Philomena tells the reader that after giving birth, the girls were allowed to leave the convent, only after they or their families paid the nuns one hundred pounds.  The vast majority couldn’t afford this sum, so lived a life of  ‘pay back’ drudgery for three years while living  in the convent.  They made artifacts and rosary beads and the Church kept the profits from their sales. [See post July 2010 ... Carla Van Raay’s book God’s Callgirl]. The young mothers were forced to sign a document giving away all their rights to their infants and surrendering them to the nuns.

None of the mothers wanted to give their infants up, but instead of assisting them to keep their babies, the nuns reminded them that they would not be able to keep their babies and work for their upkeep at the same time.  Even though she was in her 70s when the article was written,  Philomena still cried at the thought of what happened on the day the nuns took her little boy from her.  Because her family refused to allow her to return home,   she was sent by the Church to work at a home for delinquent boys.

After marrying and having children, Philomena set on a path to find her lost son.  She returned again and again to the convent, but the heartless nuns  just kept reminding her that she had signed a legal document stating she relinquished all rights to her son and that she would never attempt to find him.

Philomena quotes in the book “Early on in the search, I realised that the Irish Catholic hierarchy had been engaged in what amounted to an illicit baby trade.  From the end of the second world war until the 1970s, it considered the thousands of souls born in its care to be the Church’s own property. With or without the agreement of their mothers, it sold them to the highest bidder. Every year, hundreds were shipped off to American couples who paid ‘donations’ (in reality, fees) …the only condition laid down by archbishop McQuaid was that “… [the adopting parents] should be practising Catholics”.

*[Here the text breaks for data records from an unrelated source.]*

// This module implements the string codec for the SPIR-V-style binary format.
// Textual literals are carried inside instructions as a run of 32-bit words,
// four bytes per word in little-endian byte order, padded with null bytes to a
// 32-bit boundary and always carrying at least one null terminator (a string
// whose length is an exact multiple of four gets a full trailing zero word).
// The encoder packs a &str into words when an instruction is built; the
// decoder reads words back out of an operand stream until it sees the
// terminator. Both directions agree on the padding rule, so the number of
// operands a string occupies can be computed on either side as
// byte_len / 4 + 1.

//! Packing and unpacking of embedded string literals.

/// Length of the string in bytes once the null terminator and padding to a
/// 4-byte boundary are accounted for.
pub fn padded_len(s: &str) -> usize {
    let len = s.len() + 1;
    if len % 4 == 0 {
        len
    } else {
        len + (4 - len % 4)
    }
}

/// Number of 32-bit operands the encoded form of `s` occupies.
pub fn word_count(s: &str) -> usize {
    padded_len(s) / 4
}

fn chars_to_word(bytes: &[u8], at: usize) -> u32 {
    let mut word = 0u32;
    for lane in 0..4 {
        let idx = at + lane;
        let ch = if idx < bytes.len() { bytes[idx] } else { 0 };
        word |= u32::from(ch) << (lane * 8);
    }
    word
}

/// Pack a string into its word representation, padding included.
pub fn encode_string(s: &str) -> Vec<u32> {
    let bytes = s.as_bytes();
    let mut words = Vec::with_capacity(word_count(s));
    let mut i = 0;
    while i < padded_len(s) {
        words.push(chars_to_word(bytes, i));
        i += 4;
    }
    words
}

/// Unpack a string from consecutive words, stopping at the first null byte.
///
/// Words past the terminator are not inspected; the caller advances its
/// operand cursor by `word_count` of the returned string.
pub fn decode_string(words: &[u32]) -> String {
    let mut out = String::new();
    for word in words {
        for lane in 0..4 {
            let ch = ((word >> (lane * 8)) & 0xff) as u8;
            if ch == 0 {
                return out;
            }
            out.push(ch as char);
        }
    }
    out
}
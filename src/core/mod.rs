// This module collects the cross-cutting infrastructure shared by every
// stage of the backend: the error type the passes and emitters surface their
// failures through, and the target configuration describing the profile
// version, capability set, extensions and extended-instruction-set imports
// that emission is allowed to assume. The passes themselves perform no
// version gating; every such question is delegated to the configuration.

//! Shared infrastructure: errors and target configuration.

pub mod config;
pub mod error;

pub use config::TargetConfig;
pub use error::{LegalizeError, LegalizeResult};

Separated by fate, mother and child spent decades looking for each other and were repeatedly thwarted by the refusal of the Church to reveal information about the family who adopted the boy, each unaware of the other’s heart-breaking search.   Her son spent his last years in a downward spiral; tormented by his inability to find his mother and the orphan’s sense of helplessness, he didn’t know where he came from, who he was, or how he should live. He felt unloved by his adoptive family, especially his father.  When he contracted aids, he made one last emotional plea to the convent orphanage for information about his mother but they steadfastly refused to oblige this dying man’s final request.  He asked therefore if they would at least grant him permission to be buried in the convent cemetery where upon his headstone he could place enough details so that if his mother ever came looking for him (my emphasis) she would know where he was buried.   The nuns callously  remained tight-lipped about the fact that his mother had been searching for him for decades and that his maternal aunts and an uncle lived just a few miles down the road from the convent.  His mother found his obituary in a US newspaper.

Philomena Lee’s story

delinquent-angel

Shelton Lea

Delinquent Angel,  a biography about a Melbourne poet, Shelton Lea,  written by Diana Georgeff in 2007, is another  tragic story about a man’s futile search for his birth mother, the  Lea  family (NSW Darrell Lea chocolate dynasty) who adopted him and whose ulterior motives  didn’t include a loving family life.  Yes, and another Christian institution was involved.

Lea Family dynamics proved disastrous for Shelton and his adoptive mother placed him in a psychiatric institution at the age of three.  But his biological heritage eventually shone through and although his was a  brilliant talent, tragically it never reached its full potential.